Flag carrier further expands into China, Middle East

JAKARTA(Web Desk): Helped by a strong tailwind of low oil prices, national flag carrier Garuda Indonesia is continuing its expansion in China and the Middle East.

“This year is still an expansion period for Garuda, not only domestically but also internationally,” Garuda’s chief executive Arif Wibowo told reporters on Friday. “Low oil prices will give us more room to be better.”

On Jan. 13, Garuda is opening up a direct route between Bali’s Denpasar to Shanghai. Its Airbus A330 aircraft with a capacity of 360 economy seats will fly between the two cities three times a week.
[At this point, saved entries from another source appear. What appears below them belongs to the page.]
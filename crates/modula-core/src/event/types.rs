use std::any::Any;
use std::fmt;

use crate::event::Event;

/// Lifecycle events emitted by the module manager and the application
#[derive(Debug, Clone, PartialEq, Eq)]
pub enum ModuleEvent {
    /// A fresh discovery produced `count` modules
    Discovered { count: usize },
    /// A module was switched on
    Enabled { name: String },
    /// A module was switched off
    Disabled { name: String },
    /// Discovery results were written to the cache store
    CacheRefreshed { count: usize },
    /// Cached discovery results were dropped
    CacheCleared,
    /// A module's components were registered with the host
    Loaded { name: String },
    /// The application finished loading `count` modules
    Booted { count: usize },
}

impl ModuleEvent {
    pub const DISCOVERED: &'static str = "module.discovered";
    pub const ENABLED: &'static str = "module.enabled";
    pub const DISABLED: &'static str = "module.disabled";
    pub const CACHE_REFRESHED: &'static str = "module.cache_refreshed";
    pub const CACHE_CLEARED: &'static str = "module.cache_cleared";
    pub const LOADED: &'static str = "module.loaded";
    pub const BOOTED: &'static str = "module.booted";

    /// Module the event is about, for per-module events
    pub fn module_name(&self) -> Option<&str> {
        match self {
            ModuleEvent::Enabled { name } | ModuleEvent::Disabled { name } | ModuleEvent::Loaded { name } => {
                Some(name)
            }
            _ => None,
        }
    }
}

impl Event for ModuleEvent {
    fn name(&self) -> &'static str {
        match self {
            ModuleEvent::Discovered { .. } => Self::DISCOVERED,
            ModuleEvent::Enabled { .. } => Self::ENABLED,
            ModuleEvent::Disabled { .. } => Self::DISABLED,
            ModuleEvent::CacheRefreshed { .. } => Self::CACHE_REFRESHED,
            ModuleEvent::CacheCleared => Self::CACHE_CLEARED,
            ModuleEvent::Loaded { .. } => Self::LOADED,
            ModuleEvent::Booted { .. } => Self::BOOTED,
        }
    }

    fn clone_event(&self) -> Box<dyn Event> {
        Box::new(self.clone())
    }

    fn as_any(&self) -> &dyn Any {
        self
    }
}

impl fmt::Display for ModuleEvent {
    fn fmt(&self, f: &mut fmt::Formatter<'_>) -> fmt::Result {
        match self.module_name() {
            Some(module) => write!(f, "{} ({})", self.name(), module),
            None => write!(f, "{}", self.name()),
        }
    }
}

#[cfg(test)]
#[derive(Debug, Clone)]
pub struct TestEvent {
    name: &'static str,
}

#[cfg(test)]
impl TestEvent {
    pub fn new(name: &'static str) -> Self {
        TestEvent { name }
    }
}

#[cfg(test)]
impl Event for TestEvent {
    fn name(&self) -> &'static str {
        self.name
    }

    fn clone_event(&self) -> Box<dyn Event> {
        Box::new(self.clone())
    }

    fn as_any(&self) -> &dyn Any {
        self
    }
}
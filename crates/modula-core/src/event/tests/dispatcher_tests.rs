use std::sync::Arc;
use std::sync::atomic::{AtomicU32, Ordering};
use std::sync::Mutex;

use crate::event::dispatcher::{EventDispatcher, sync_event_handler, sync_typed_handler};
use crate::event::types::TestEvent;
use crate::event::{Event, EventResult, ModuleEvent, SharedEventDispatcher};
use crate::kernel::error::Error;
use crate::event::error::EventSystemError;

#[tokio::test]
async fn test_handler_registration_and_dispatch() {
    let mut dispatcher = EventDispatcher::new();
    let counter = Arc::new(AtomicU32::new(0));

    let counter_clone = Arc::clone(&counter);
    let handler_id = dispatcher.register_handler(
        "test.event",
        sync_event_handler(move |event: &dyn Event| {
            assert_eq!(event.name(), "test.event");
            counter_clone.fetch_add(1, Ordering::SeqCst);
            EventResult::Continue
        }),
    );
    assert!(handler_id > 0, "Handler ID should be positive");

    let result = dispatcher.dispatch_internal(&TestEvent::new("test.event")).await;
    assert_eq!(result, EventResult::Continue);
    assert_eq!(counter.load(Ordering::SeqCst), 1);

    // Different name, handler untouched
    dispatcher.dispatch_internal(&TestEvent::new("other.event")).await;
    assert_eq!(counter.load(Ordering::SeqCst), 1);
    assert_eq!(dispatcher.dispatched_count(), 2);
}

#[tokio::test]
async fn test_stop_halts_propagation() {
    let mut dispatcher = EventDispatcher::new();
    let counter = Arc::new(AtomicU32::new(0));

    dispatcher.register_handler("halt", sync_event_handler(|_| EventResult::Stop));
    let counter_clone = Arc::clone(&counter);
    dispatcher.register_handler(
        "halt",
        sync_event_handler(move |_| {
            counter_clone.fetch_add(1, Ordering::SeqCst);
            EventResult::Continue
        }),
    );

    let result = dispatcher.dispatch_internal(&TestEvent::new("halt")).await;

    assert_eq!(result, EventResult::Stop);
    assert_eq!(counter.load(Ordering::SeqCst), 0);
}

#[tokio::test]
async fn test_typed_handler_receives_module_events_only() {
    let dispatcher = SharedEventDispatcher::new();
    let seen = Arc::new(Mutex::new(Vec::new()));

    let seen_clone = Arc::clone(&seen);
    dispatcher
        .register_type_handler::<ModuleEvent>(sync_typed_handler(move |event: &ModuleEvent| {
            seen_clone.lock().unwrap().push(event.clone());
            EventResult::Continue
        }))
        .await
        .unwrap();

    dispatcher.dispatch(&ModuleEvent::Enabled { name: "Blog".into() }).await.unwrap();
    dispatcher.dispatch(&TestEvent::new("module.enabled")).await.unwrap();
    dispatcher.dispatch(&ModuleEvent::CacheCleared).await.unwrap();

    assert_eq!(
        *seen.lock().unwrap(),
        vec![ModuleEvent::Enabled { name: "Blog".into() }, ModuleEvent::CacheCleared]
    );
    assert_eq!(dispatcher.dispatched_count().await, 3);
}

#[tokio::test]
async fn test_unregister_handler() {
    let dispatcher = SharedEventDispatcher::new();
    let counter = Arc::new(AtomicU32::new(0));

    let counter_clone = Arc::clone(&counter);
    let id = dispatcher
        .register_handler(
            ModuleEvent::DISABLED,
            sync_event_handler(move |_| {
                counter_clone.fetch_add(1, Ordering::SeqCst);
                EventResult::Continue
            }),
        )
        .await
        .unwrap();
    assert_eq!(dispatcher.handler_count().await, 1);

    dispatcher.unregister_handler(id).await.unwrap();
    dispatcher.dispatch(&ModuleEvent::Disabled { name: "Blog".into() }).await.unwrap();

    assert_eq!(counter.load(Ordering::SeqCst), 0);
    assert_eq!(dispatcher.handler_count().await, 0);

    let again = dispatcher.unregister_handler(id).await;
    assert!(matches!(
        again,
        Err(Error::EventSystem(EventSystemError::UnknownHandler { id: missing })) if missing == id
    ));
}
The move comes after it launched a Denpasar-Guangzhou route last November.

Wibowo said the airline plans to increase the frequency of these routes, as well as its Denpasar-Beijing route later on in the year. He added that larger aircraft will be deployed for the routes connecting Hong Kong to Jakarta and Denpasar.
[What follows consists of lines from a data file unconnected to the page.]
//! # Modula Core Module System
//!
//! Discovery, persisted state, dependency checks and loading of modules.
//!
//! ## Key Submodules and Responsibilities:
//!
//! - **[`discovery`]**: [`Discoverer`] turns a module root directory (each
//!   subdirectory carrying a `module.json`) and, optionally, package-manager
//!   metadata into [`ModuleRecord`]s sorted by priority.
//! - **[`record`]**: the [`ModuleRecord`] data type and the [`Module`]
//!   capability trait.
//! - **[`manifest`]**: [`ManifestStore`], the durable `modules.json` holding
//!   each module's enabled flag.
//! - **[`dependency`]**: [`DependencyResolver`] for missing dependencies,
//!   enable eligibility and the dependency graph.
//! - **[`registry`]**: [`ModuleRegistry`], the memoized in-process snapshot
//!   with alias resolution.
//! - **[`manager`]**: the [`ModuleManager`] interface and
//!   [`DefaultModuleManager`], which ties discovery, manifest, cache and
//!   events together behind one lock.
//! - **[`loader`]**: [`ComponentLoader`], registering config, providers,
//!   routes, views and the other component categories with the host.
//! - **[`context`]**: [`ModuleContext`] naming helpers.
//! - **[`config`]**: [`ModulesConfig`] and the discovery toggles.
pub mod config;
pub mod context;
pub mod dependency;
pub mod descriptor;
pub mod discovery;
pub mod error;
pub mod loader;
pub mod manager;
pub mod manifest;
pub mod record;
pub mod registry;

pub use config::{DiscoveryToggles, ModulesConfig, NamespaceFormat};
pub use context::ModuleContext;
pub use dependency::{DependencyError, DependencyGraph, DependencyResolver};
pub use descriptor::{LocalModuleSettings, ModuleDescriptor};
pub use discovery::Discoverer;
pub use loader::{CommandCatalog, ComponentCategory, ComponentLoader, LoadReport, LoadStatus};
pub use manager::{DefaultModuleManager, ModuleManager};
pub use manifest::{Manifest, ManifestEntry, ManifestStore};
pub use record::{Module, ModuleRecord, ModuleSource};
pub use registry::ModuleRegistry;

// Test module declaration
#[cfg(test)]
mod tests;
use std::path::PathBuf;

use crate::{ExportConfig, Record, RecordKind, Status};

pub const MARKDOWN_EXTENSION: &str = "md";

const IMAGES_FOLDER: &str = "images";

/// Deterministic destination of a record's markdown file:
/// `<output>/[type/][drafts|trash/][yyyy/][MM/][dd/]<[date-]slug>[/index].md`
pub fn record_path(record: &Record, config: &ExportConfig) -> PathBuf {
    let mut path = config.output.clone();

    if config.include_other_types {
        path.push(record.kind.folder_name());
    }

    if record.kind == RecordKind::Post {
        match record.status {
            Status::Draft if config.include_draft_posts => path.push("drafts"),
            Status::Trash if config.include_trashed_posts => path.push("trash"),
            _ => {}
        }
    }

    if let Some(created) = record.created_at.filter(|_| record.kind != RecordKind::Page) {
        if config.year_folders {
            path.push(created.format("%Y").to_string());
        }
        if config.month_folders {
            path.push(created.format("%m").to_string());
        }
        if config.day_folders {
            path.push(created.format("%d").to_string());
        }
    }

    let slug_fragment = match record.created_at {
        Some(created) if config.prefix_date => {
            format!("{}-{}", created.format("%Y-%m-%d"), record.slug)
        }
        _ => record.slug.clone(),
    };

    if config.post_folders {
        path.push(slug_fragment);
        path.push(format!("index.{MARKDOWN_EXTENSION}"));
    } else {
        path.push(format!("{slug_fragment}.{MARKDOWN_EXTENSION}"));
    }
    path
}

/// Last path segment of `url`, without query or fragment.
pub fn asset_filename(url: &str) -> String {
    let end = url.find(&['?', '#'][..]).unwrap_or(url.len());
    let trimmed = &url[..end];
    trimmed.rsplit('/').next().unwrap_or(trimmed).to_string()
}

pub fn is_document_asset(filename: &str) -> bool {
    filename.to_ascii_lowercase().ends_with(".pdf")
}

/// Images land in `<output>/<assets>/images/`, documents in `<output>/<assets>/`.
pub fn asset_path(url: &str, config: &ExportConfig) -> PathBuf {
    let filename = asset_filename(url);
    let mut path = config.output.join(&config.assets);
    if !is_document_asset(&filename) {
        path.push(IMAGES_FOLDER);
    }
    path.push(filename);
    path
}

/// Site-absolute path written into a record's `image` header field.
pub fn cover_image_path(url: &str, assets: &str) -> String {
    format!("/{assets}/{IMAGES_FOLDER}/{}", asset_filename(url))
}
In the Middle East, Garuda will establish a business unit that will market and operate charter flights to Saudi Arabia for pilgrimage using 15 aircraft, Wibowo said.

Garuda’s aggressive moves into China and the Middle East, where passengers to and from Indonesia are growing fast, began last year after the airline cut loss-making routes in Japan and Australia. Cost reductions and sliding oil prices have helped lift the airline, which plunged into the red in 2014, to a $50 million net profit for the first nine months of 2015. It has yet to announce its full-year results.

Wibowo said the group, including its budget carrier brand Citilink, will target a total of 40 million passengers this year, up 11% from 2015 estimates. Currently, international passengers account for only around a tenth of total passengers. Wibowo said Citilink’s strong performance in the domestic market, where the brand image of other budget carriers has been dented by accidents and frequent delays, would be the backbone of the international expansion of Garuda’s full service airline.

Meanwhile, Wibowo said he is still cautious about opening new routes in more developed markets. In Europe, where the economic recovery is sluggish, Wibowo said “we intend to continue strengthening our existing routes.”